** Opening Listed records block **

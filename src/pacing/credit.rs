//! Send-credit window with buffer reuse.

/// Bounds outstanding sends to `bundle` and recycles their buffers.
///
/// A credit (with a reusable buffer) is consumed when a send is issued and
/// returned when the transport signals completion for it. Returned buffers
/// accumulate in a pool; once a full bundle has come back, the owner drains
/// queued sends up to the available credits. Reuse is in stack order, which
/// is fine because every send carries its own sequence number.
#[derive(Debug)]
pub struct CreditWindow {
    capacity: usize,
    pool: Vec<Vec<u8>>,
    outstanding: usize,
}

impl CreditWindow {
    /// Create a window with `bundle` credits.
    pub fn new(bundle: u32) -> Self {
        Self {
            capacity: bundle.max(1) as usize,
            pool: Vec::new(),
            outstanding: 0,
        }
    }

    /// Take a credit and its buffer, or `None` when the window is full.
    ///
    /// An empty buffer is allocated while fewer than `bundle` buffers exist.
    pub fn try_acquire(&mut self) -> Option<Vec<u8>> {
        if self.outstanding >= self.capacity {
            return None;
        }
        self.outstanding += 1;
        Some(self.pool.pop().unwrap_or_default())
    }

    /// Return a completed send's buffer, freeing one credit.
    pub fn release(&mut self, mut buf: Vec<u8>) {
        buf.clear();
        self.outstanding = self.outstanding.saturating_sub(1);
        if self.pool.len() < self.capacity {
            self.pool.push(buf);
        }
    }

    /// Sends currently in flight.
    pub fn outstanding(&self) -> usize {
        self.outstanding
    }

    /// Whether enough slack built up to drain queued sends: a full bundle
    /// of buffers has been returned.
    pub fn should_drain(&self) -> bool {
        self.pool.len() >= self.capacity
    }

    /// Window capacity.
    pub fn capacity(&self) -> usize {
        self.capacity
    }
}
//! UDP transport drivers.
//!
//! One datagram per frame. The server socket is unconnected and serves
//! every peer; datagrams from any sender interleave into the one session
//! feeding off the event queue, with no per-peer tracking.

use std::net::SocketAddr;
use std::sync::Arc;

use tokio::net::UdpSocket;
use tokio::sync::mpsc;
use tracing::{debug, warn};

use super::{wire, Outgoing, TransportHandle};
use crate::core::NetmarkError;
use crate::session::{EventSender, SessionEvent};

/// Receive buffer size; covers the largest encodable frame.
const RECV_BUFFER_SIZE: usize = 65535;

/// Connect to `server` and spawn the client driver tasks.
///
/// Decoded frames, send completions, and a close notification are pushed
/// into `events`. Failure to bind or connect is fatal for the client
/// session and reported immediately.
pub async fn spawn_client(
    server: SocketAddr,
    events: EventSender,
) -> Result<TransportHandle, NetmarkError> {
    let bind: SocketAddr = if server.is_ipv4() {
        "0.0.0.0:0".parse().expect("valid wildcard address")
    } else {
        "[::]:0".parse().expect("valid wildcard address")
    };
    let socket = UdpSocket::bind(bind)
        .await
        .map_err(|source| NetmarkError::Connect {
            addr: server,
            source,
        })?;
    socket
        .connect(server)
        .await
        .map_err(|source| NetmarkError::Connect {
            addr: server,
            source,
        })?;
    let socket = Arc::new(socket);

    let (handle, rx) = TransportHandle::channel();
    tokio::spawn(send_loop(socket.clone(), rx, events.clone(), server));
    tokio::spawn(recv_loop(socket, events, server));
    Ok(handle)
}

/// Bind the server socket and spawn its driver tasks.
///
/// Returns the outbound handle (control replies go through `send_control_to`)
/// and the bound address. A bind failure is fatal at startup.
pub async fn spawn_server(
    bind: SocketAddr,
    events: EventSender,
) -> Result<(TransportHandle, SocketAddr), NetmarkError> {
    let socket = UdpSocket::bind(bind)
        .await
        .map_err(|source| NetmarkError::Bind { addr: bind, source })?;
    let local = socket.local_addr()?;
    let socket = Arc::new(socket);

    let (handle, mut rx) = TransportHandle::channel();
    {
        let socket = socket.clone();
        tokio::spawn(async move {
            while let Some(out) = rx.recv().await {
                let Some(to) = out.to else {
                    warn!("dropping outbound frame without destination");
                    continue;
                };
                if let Err(err) = socket.send_to(&out.frame, to).await {
                    warn!(%to, %err, "udp send failed");
                }
            }
        });
    }

    {
        let socket = socket.clone();
        tokio::spawn(async move {
            let mut buf = vec![0u8; RECV_BUFFER_SIZE];
            loop {
                match socket.recv_from(&mut buf).await {
                    Ok((len, from)) => match wire::decode_datagram(&buf[..len]) {
                        Ok(frame) => {
                            if events.send(SessionEvent::Frame { frame, from }).is_err() {
                                break;
                            }
                        }
                        Err(err) => debug!(%from, %err, "ignoring malformed datagram"),
                    },
                    Err(err) => {
                        warn!(%err, "udp receive failed");
                        break;
                    }
                }
            }
        });
    }

    Ok((handle, local))
}

async fn send_loop(
    socket: Arc<UdpSocket>,
    mut rx: mpsc::Receiver<Outgoing>,
    events: EventSender,
    peer: SocketAddr,
) {
    while let Some(out) = rx.recv().await {
        match socket.send(&out.frame).await {
            Ok(_) => {
                if out.ack && events.send(SessionEvent::SendComplete(out.frame)).is_err() {
                    break;
                }
            }
            Err(err) => {
                warn!(%err, "udp send failed");
                let _ = events.send(SessionEvent::PeerClosed(peer));
                break;
            }
        }
    }
}

async fn recv_loop(socket: Arc<UdpSocket>, events: EventSender, peer: SocketAddr) {
    let mut buf = vec![0u8; RECV_BUFFER_SIZE];
    loop {
        match socket.recv(&mut buf).await {
            Ok(len) => match wire::decode_datagram(&buf[..len]) {
                Ok(frame) => {
                    if events.send(SessionEvent::Frame { frame, from: peer }).is_err() {
                        break;
                    }
                }
                Err(err) => debug!(%err, "ignoring malformed datagram"),
            },
            Err(err) => {
                debug!(%err, "udp receive failed");
                let _ = events.send(SessionEvent::PeerClosed(peer));
                break;
            }
        }
    }
}

#[cfg(test)]
mod tests {
    use super::*;
    use crate::session::event_queue;
    use crate::transport::{Frame, Framing};

    #[tokio::test]
    async fn test_server_bind_reports_local_addr() {
        let (tx, _rx) = event_queue();
        let (_handle, local) = spawn_server("127.0.0.1:0".parse().unwrap(), tx)
            .await
            .unwrap();
        assert_ne!(local.port(), 0);
    }

    #[tokio::test]
    async fn test_bind_conflict_is_fatal() {
        let (tx, _rx) = event_queue();
        let (_handle, local) = spawn_server("127.0.0.1:0".parse().unwrap(), tx)
            .await
            .unwrap();

        let (tx2, _rx2) = event_queue();
        let err = spawn_server(local, tx2).await;
        assert!(matches!(err, Err(NetmarkError::Bind { .. })));
    }

    #[tokio::test]
    async fn test_client_data_reaches_server_queue() {
        let (server_tx, mut server_rx) = event_queue();
        let (_server_handle, local) = spawn_server("127.0.0.1:0".parse().unwrap(), server_tx)
            .await
            .unwrap();

        let (client_tx, mut client_rx) = event_queue();
        let handle = spawn_client(local, client_tx).await.unwrap();

        let mut frame = Vec::new();
        wire::encode_data(Framing::Datagram, &mut frame, 32, 5, 0);
        handle.send(frame).await.unwrap();

        // Server decodes the datagram into a frame event.
        match server_rx.recv().await.unwrap() {
            SessionEvent::Frame {
                frame: Frame::Data { seq, wire_len, .. },
                ..
            } => {
                assert_eq!(seq, 5);
                assert_eq!(wire_len, 32 + wire::sizes::DATAGRAM_OVERHEAD);
            }
            other => panic!("unexpected event {:?}", other),
        }

        // Client gets its buffer back as a completion.
        match client_rx.recv().await.unwrap() {
            SessionEvent::SendComplete(buf) => {
                assert_eq!(buf.len(), 32 + wire::sizes::DATAGRAM_OVERHEAD)
            }
            other => panic!("unexpected event {:?}", other),
        }
    }

    #[tokio::test]
    async fn test_server_replies_reach_client_queue() {
        let (server_tx, mut server_rx) = event_queue();
        let (server_handle, local) = spawn_server("127.0.0.1:0".parse().unwrap(), server_tx)
            .await
            .unwrap();

        let (client_tx, mut client_rx) = event_queue();
        let client_handle = spawn_client(local, client_tx).await.unwrap();

        client_handle
            .send_control(wire::encode_start(Framing::Datagram, 500))
            .await
            .unwrap();

        let from = match server_rx.recv().await.unwrap() {
            SessionEvent::Frame {
                frame:
                    Frame::Start {
                        packets_per_interval,
                    },
                from,
            } => {
                assert_eq!(packets_per_interval, 500);
                from
            }
            other => panic!("unexpected event {:?}", other),
        };

        server_handle
            .send_control_to(wire::encode_start_ack(Framing::Datagram), from)
            .await
            .unwrap();

        assert!(matches!(
            client_rx.recv().await.unwrap(),
            SessionEvent::Frame {
                frame: Frame::StartAck,
                ..
            }
        ));
    }
}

** Closing Listed records block **

*Work instruction*:
Reproduce the listing above exactly, but only from its first line through the line holding "unconnected and serves"; both of those lines are included.

*Solution*:
filename src/pacing/credit.rs
//! Send-credit window with buffer reuse.

/// Bounds outstanding sends to `bundle` and recycles their buffers.
///
/// A credit (with a reusable buffer) is consumed when a send is issued and
/// returned when the transport signals completion for it. Returned buffers
/// accumulate in a pool; once a full bundle has come back, the owner drains
/// queued sends up to the available credits. Reuse is in stack order, which
/// is fine because every send carries its own sequence number.
#[derive(Debug)]
pub struct CreditWindow {
    capacity: usize,
    pool: Vec<Vec<u8>>,
    outstanding: usize,
}

impl CreditWindow {
    /// Create a window with `bundle` credits.
    pub fn new(bundle: u32) -> Self {
        Self {
            capacity: bundle.max(1) as usize,
            pool: Vec::new(),
            outstanding: 0,
        }
    }

    /// Take a credit and its buffer, or `None` when the window is full.
    ///
    /// An empty buffer is allocated while fewer than `bundle` buffers exist.
    pub fn try_acquire(&mut self) -> Option<Vec<u8>> {
        if self.outstanding >= self.capacity {
            return None;
        }
        self.outstanding += 1;
        Some(self.pool.pop().unwrap_or_default())
    }

    /// Return a completed send's buffer, freeing one credit.
    pub fn release(&mut self, mut buf: Vec<u8>) {
        buf.clear();
        self.outstanding = self.outstanding.saturating_sub(1);
        if self.pool.len() < self.capacity {
            self.pool.push(buf);
        }
    }

    /// Sends currently in flight.
    pub fn outstanding(&self) -> usize {
        self.outstanding
    }

    /// Whether enough slack built up to drain queued sends: a full bundle
    /// of buffers has been returned.
    pub fn should_drain(&self) -> bool {
        self.pool.len() >= self.capacity
    }

    /// Window capacity.
    pub fn capacity(&self) -> usize {
        self.capacity
    }
}
//! UDP transport drivers.
//!
//! One datagram per frame. The server socket is unconnected and serves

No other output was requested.